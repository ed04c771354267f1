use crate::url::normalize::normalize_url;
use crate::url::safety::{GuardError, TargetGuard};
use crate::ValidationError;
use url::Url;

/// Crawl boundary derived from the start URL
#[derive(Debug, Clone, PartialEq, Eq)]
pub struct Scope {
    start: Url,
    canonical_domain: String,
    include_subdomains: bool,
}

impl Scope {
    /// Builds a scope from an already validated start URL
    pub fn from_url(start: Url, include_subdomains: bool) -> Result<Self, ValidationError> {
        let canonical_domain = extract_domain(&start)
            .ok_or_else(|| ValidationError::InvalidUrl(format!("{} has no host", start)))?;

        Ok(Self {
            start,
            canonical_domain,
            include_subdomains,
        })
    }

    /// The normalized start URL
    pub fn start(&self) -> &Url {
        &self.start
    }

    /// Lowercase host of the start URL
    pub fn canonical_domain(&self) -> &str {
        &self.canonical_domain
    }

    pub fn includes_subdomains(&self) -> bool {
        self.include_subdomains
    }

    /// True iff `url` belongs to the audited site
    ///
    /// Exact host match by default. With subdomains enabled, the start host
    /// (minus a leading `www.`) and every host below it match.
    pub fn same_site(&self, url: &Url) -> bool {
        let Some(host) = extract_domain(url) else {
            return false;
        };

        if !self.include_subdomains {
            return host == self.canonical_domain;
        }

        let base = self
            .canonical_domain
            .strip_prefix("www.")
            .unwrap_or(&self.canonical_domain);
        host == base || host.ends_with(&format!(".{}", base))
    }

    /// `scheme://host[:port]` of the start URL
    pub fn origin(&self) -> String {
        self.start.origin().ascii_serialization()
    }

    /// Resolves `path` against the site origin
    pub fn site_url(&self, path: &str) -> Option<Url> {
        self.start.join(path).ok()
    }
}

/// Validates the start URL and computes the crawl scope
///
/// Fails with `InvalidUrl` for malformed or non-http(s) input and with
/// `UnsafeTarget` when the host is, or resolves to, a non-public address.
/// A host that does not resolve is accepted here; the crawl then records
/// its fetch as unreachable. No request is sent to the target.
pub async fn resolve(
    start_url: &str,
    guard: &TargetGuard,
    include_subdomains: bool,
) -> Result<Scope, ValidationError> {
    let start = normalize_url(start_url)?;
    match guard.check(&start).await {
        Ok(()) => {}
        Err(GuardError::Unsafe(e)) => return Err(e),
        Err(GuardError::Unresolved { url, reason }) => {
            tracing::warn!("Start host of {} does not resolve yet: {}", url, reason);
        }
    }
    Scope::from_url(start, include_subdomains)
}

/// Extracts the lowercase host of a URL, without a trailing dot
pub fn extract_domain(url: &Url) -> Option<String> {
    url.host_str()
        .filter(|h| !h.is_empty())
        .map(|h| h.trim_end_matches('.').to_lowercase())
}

* * * * * * * * *

*ABOUT THIS TASK*.
Each line in the data above either holds "ValidationError" or does not. State how many do, as a bare number.

*TASK RESPONSE*.
4